В кровавом омуте - [3]

Шрифт
Интервал

Ол. Дилевская».


Упоминаемая в письме Ирочка — это моя и Ольгина дочь. Ей тогда было 3 года. Сейчас она живет со мной. Из письма видно, что Ольга предвидела возможность ареста. И это весьма понятно:      она      была секретарем

Центрального бюро тюменских профессиональных союзов, была в курсе назревающих событий, как и я. Кроме того, как и ее, так и меня, кое-кто из знакомых предупреждал о грозившей нам опасности. Наконец, за нами была определенная и открытая слежка со стороны колчаковской контрразведки.

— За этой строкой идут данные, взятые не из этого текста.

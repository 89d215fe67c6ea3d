//! store::document
//!
//! In-memory document shared by the reference stores.

use std::collections::BTreeMap;

use serde::{Deserialize, Serialize};

use super::traits::StoreError;
use crate::core::module::Module;
use crate::core::types::{Channel, ModuleId, Repository, RevisionMarker};

/// Current on-disk document version.
pub const DOCUMENT_VERSION: u32 = 1;

/// Every record a reference store holds.
#[derive(Debug, Clone, PartialEq, Serialize, Deserialize)]
pub struct StoreDocument {
    pub version: u32,
    #[serde(default)]
    pub repositories: Vec<Repository>,
    /// Modules keyed by id.
    #[serde(default)]
    pub modules: BTreeMap<ModuleId, Module>,
}

impl Default for StoreDocument {
    fn default() -> Self {
        Self {
            version: DOCUMENT_VERSION,
            repositories: Vec::new(),
            modules: BTreeMap::new(),
        }
    }
}

impl StoreDocument {
    fn repository(&self, source: &str) -> Result<&Repository, StoreError> {
        self.repositories
            .iter()
            .find(|r| r.source() == source)
            .ok_or_else(|| StoreError::NotFound(format!("repository {}", source)))
    }

    pub fn upsert_repository(&mut self, mut repository: Repository) {
        match self
            .repositories
            .iter_mut()
            .find(|r| r.source() == repository.source())
        {
            Some(existing) => {
                for previous in existing.channels() {
                    if let Some(channel) = repository.channel_mut(&previous.name) {
                        if channel.revision.is_none() {
                            channel.version = previous.version.clone();
                            channel.revision = previous.revision.clone();
                        }
                    }
                }
                *existing = repository;
            }
            None => self.repositories.push(repository),
        }
    }

    pub fn channel_head(&self, source: &str, channel: &str) -> Result<Channel, StoreError> {
        self.repository(source)?
            .channel(channel)
            .cloned()
            .ok_or_else(|| StoreError::NotFound(format!("channel {} of {}", channel, source)))
    }

    pub fn set_channel_head(
        &mut self,
        source: &str,
        channel: &str,
        version: &str,
        revision: RevisionMarker,
    ) -> Result<(), StoreError> {
        let repo = self
            .repositories
            .iter_mut()
            .find(|r| r.source() == source)
            .ok_or_else(|| StoreError::NotFound(format!("repository {}", source)))?;
        let head = repo
            .channel_mut(channel)
            .ok_or_else(|| StoreError::NotFound(format!("channel {} of {}", channel, source)))?;
        head.version = Some(version.to_string());
        head.revision = Some(revision);
        Ok(())
    }

    pub fn upsert_module(&mut self, module: Module) {
        self.modules.insert(module.id.clone(), module);
    }
}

Нам, конечно, в то время не были известны все планы колчаковцев, но что дело было «нечисто», я лично предполагал. Ко мне за день или за два до восстания на улице подходили неизвестные мне лица и спрашивали моего мнения по поводу происходящих волнений среди мобилизованных. Теперь я убежден, что это были лица из контрразведки, тогда же я только подозревал. Зная наше непримиримое отношение      к      «Российскому

правительству» с Колчаком во главе, контрразведка хотела во что бы то ни стало втянуть нас в организацию восстания, которое она-же и старалась вызвать, как можно скорее. Мы были за свержение Колчака, но против сепаратного восстания: слишком были неравны силы противников; у колчаковцев, кроме хороших ружей, были и пулеметы, у мобилизованных же одна надежда на склад в ремесленном училище, который, к тому же, был перед восстанием очищен. Неудача была неизбежна. Была ли у нас возможность скрыться из Тюмени перед восстанием — трудно сказать: за нами очень следила контрразведка. Вопрос об этом у нас не возникал. События между тем надвигались. Наступило 13-е марта...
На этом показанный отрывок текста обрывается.